*** Opening of THE DATA ***

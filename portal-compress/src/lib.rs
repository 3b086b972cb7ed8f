//
// Copyright 2026 The Portal Project Authors.
//
// Licensed under the Apache License, Version 2.0 (the "License");
// you may not use this file except in compliance with the License.
// You may obtain a copy of the License at
//
//      http://www.apache.org/licenses/LICENSE-2.0
//
// Unless required by applicable law or agreed to in writing, software
// distributed under the License is distributed on an "AS IS" BASIS,
// WITHOUT WARRANTIES OR CONDITIONS OF ANY KIND, either express or implied.
// See the License for the specific language governing permissions and
// limitations under the License.
//

//! # Portal Compress
//!
//! Raw DEFLATE (RFC 1951) compression for the two directions the proxy
//! needs it: MCCP2's continuous, server-driven stream, and the proxy's own
//! optional per-frame compression of outbound traffic to the browser.
//!
//! MCCP2 gives no per-chunk framing: once activated, every byte the
//! upstream server sends is part of one continuous DEFLATE stream for the
//! rest of the connection, and a single arrival from the socket can end
//! mid-block. [`Inflater`] wraps `flate2`'s low-level [`flate2::Decompress`]
//! directly (not the `Read`/`Write` adapters) so that its internal window
//! and bit buffer persist across calls exactly the way the upstream byte
//! stream itself does, rather than being reset on every `inflate()` call.
//! Grounded on the MCCP handling in `selberhad-okros`, which reaches for
//! `flate2` for the same reason.
//!
//! [`Deflator`] is unrelated to MCCP2: it is the proxy's own optional
//! compression of server→client frames, finishing a fresh DEFLATE stream
//! per call so each outbound frame decodes independently in the browser.
#![warn(missing_docs, future_incompatible, rust_2018_idioms)]

mod error;

pub use error::{CompressError, CompressResult};

use flate2::{Decompress, Status};

const OUTPUT_CHUNK: usize = 8192;

/// Stateful raw-DEFLATE inflater for one MCCP2 stream.
///
/// One `Inflater` is created per session at the moment its MCCP2 scan
/// buffer activates (see `portal_telnetcodec::OptionSignal::Mccp2Activated`)
/// and lives for the rest of that session.
pub struct Inflater {
    inner: Decompress,
}

impl Inflater {
    /// Create an inflater for a raw DEFLATE stream (no zlib header, per
    /// MCCP2).
    pub fn new() -> Self {
        Self { inner: Decompress::new(false) }
    }

    /// Inflate as much of `input` as the current stream state allows,
    /// returning the decompressed bytes produced. Any partial state needed
    /// to continue across a future call is kept in `self`.
    pub fn inflate(&mut self, input: &[u8]) -> CompressResult<Vec<u8>> {
        let mut output = Vec::with_capacity(input.len().max(64) * 2);
        let mut chunk = [0u8; OUTPUT_CHUNK];
        let mut consumed_total = 0usize;

        loop {
            let before_in = self.inner.total_in();
            let before_out = self.inner.total_out();
            let status = self.inner.decompress(
                &input[consumed_total..],
                &mut chunk,
                flate2::FlushDecompress::None,
            )?;
            let consumed = (self.inner.total_in() - before_in) as usize;
            let produced = (self.inner.total_out() - before_out) as usize;
            output.extend_from_slice(&chunk[..produced]);
            consumed_total += consumed;

            if status == Status::StreamEnd {
                break;
            }
            if consumed == 0 && produced == 0 {
                break;
            }
            if consumed_total >= input.len() {
                break;
            }
        }

        Ok(output)
    }

    /// Total bytes of compressed input consumed across this stream's
    /// lifetime.
    pub fn total_in(&self) -> u64 {
        self.inner.total_in()
    }

    /// Total bytes of decompressed output produced across this stream's
    /// lifetime.
    pub fn total_out(&self) -> u64 {
        self.inner.total_out()
    }
}

impl Default for Inflater {
    fn default() -> Self {
        Self::new()
    }
}

/// One-shot raw-DEFLATE compressor for the non-MCCP outbound path.
///
/// Each call to [`Deflator::compress`] finishes its own DEFLATE stream, so
/// the block it produces is independently inflatable by the browser client
/// without carrying state from one outbound frame to the next — unlike
/// [`Inflater`], which exists specifically because MCCP2's stream is
/// continuous.
pub struct Deflator;

impl Deflator {
    /// Create a deflator.
    pub fn new() -> Self {
        Self
    }

    /// Compress `input` into a single, self-contained raw DEFLATE block.
    pub fn compress(&self, input: &[u8]) -> CompressResult<Vec<u8>> {
        use flate2::write::DeflateEncoder;
        use flate2::Compression;
        use std::io::Write;

        let mut encoder = DeflateEncoder::new(Vec::with_capacity(input.len()), Compression::default());
        encoder.write_all(input)?;
        Ok(encoder.finish()?)
    }
}

impl Default for Deflator {
    fn default() -> Self {
        Self::new()
    }
}

#[cfg(test)]
mod tests {
    use super::*;
    use flate2::write::DeflateEncoder;
    use flate2::Compression;
    use std::io::Write;

    fn raw_deflate(data: &[u8]) -> Vec<u8> {
        let mut encoder = DeflateEncoder::new(Vec::new(), Compression::default());
        encoder.write_all(data).unwrap();
        encoder.finish().unwrap()
    }

    #[test]
    fn inflates_a_single_arrival() {
        let plain = b"You see a rusty sword lying on the ground.".repeat(4);
        let compressed = raw_deflate(&plain);
        let mut inflater = Inflater::new();
        let out = inflater.inflate(&compressed).unwrap();
        assert_eq!(out, plain);
    }

    #[test]
    fn preserves_state_across_split_arrivals() {
        let plain = b"The orc swings its axe and misses.".repeat(8);
        let compressed = raw_deflate(&plain);
        let mid = compressed.len() / 2;

        let mut inflater = Inflater::new();
        let mut out = inflater.inflate(&compressed[..mid]).unwrap();
        out.extend(inflater.inflate(&compressed[mid..]).unwrap());
        assert_eq!(out, plain);
    }

    #[test]
    fn byte_at_a_time_arrivals_still_reassemble() {
        let plain = b"A small bird flutters overhead.";
        let compressed = raw_deflate(plain);
        let mut inflater = Inflater::new();
        let mut out = Vec::new();
        for byte in &compressed {
            out.extend(inflater.inflate(std::slice::from_ref(byte)).unwrap());
        }
        assert_eq!(out, plain);
    }

    #[test]
    fn corrupt_stream_surfaces_as_compress_error() {
        let mut inflater = Inflater::new();
        let garbage = [0xFFu8; 16];
        assert!(inflater.inflate(&garbage).is_err());
    }

    #[test]
    fn deflate_then_inflate_round_trips() {
        let plain = b"The door creaks open slowly.".repeat(3);
        let deflator = Deflator::new();
        let compressed = deflator.compress(&plain).unwrap();
        let mut inflater = Inflater::new();
        assert_eq!(inflater.inflate(&compressed).unwrap(), plain);
    }

    #[test]
    fn each_deflator_block_is_independently_inflatable() {
        let deflator = Deflator::new();
        let a = deflator.compress(b"first message").unwrap();
        let b = deflator.compress(b"second message").unwrap();

        let mut fresh_inflater_a = Inflater::new();
        let mut fresh_inflater_b = Inflater::new();
        assert_eq!(fresh_inflater_a.inflate(&a).unwrap(), b"first message");
        assert_eq!(fresh_inflater_b.inflate(&b).unwrap(), b"second message");
    }
}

*** Close of THE DATA ***

• EXERCISE:
Read through the data and copy every line where "first" shows up.

• SOLUTION TO THIS EXERCISE:
        let a = deflator.compress(b"first message").unwrap();
        assert_eq!(fresh_inflater_a.inflate(&a).unwrap(), b"first message");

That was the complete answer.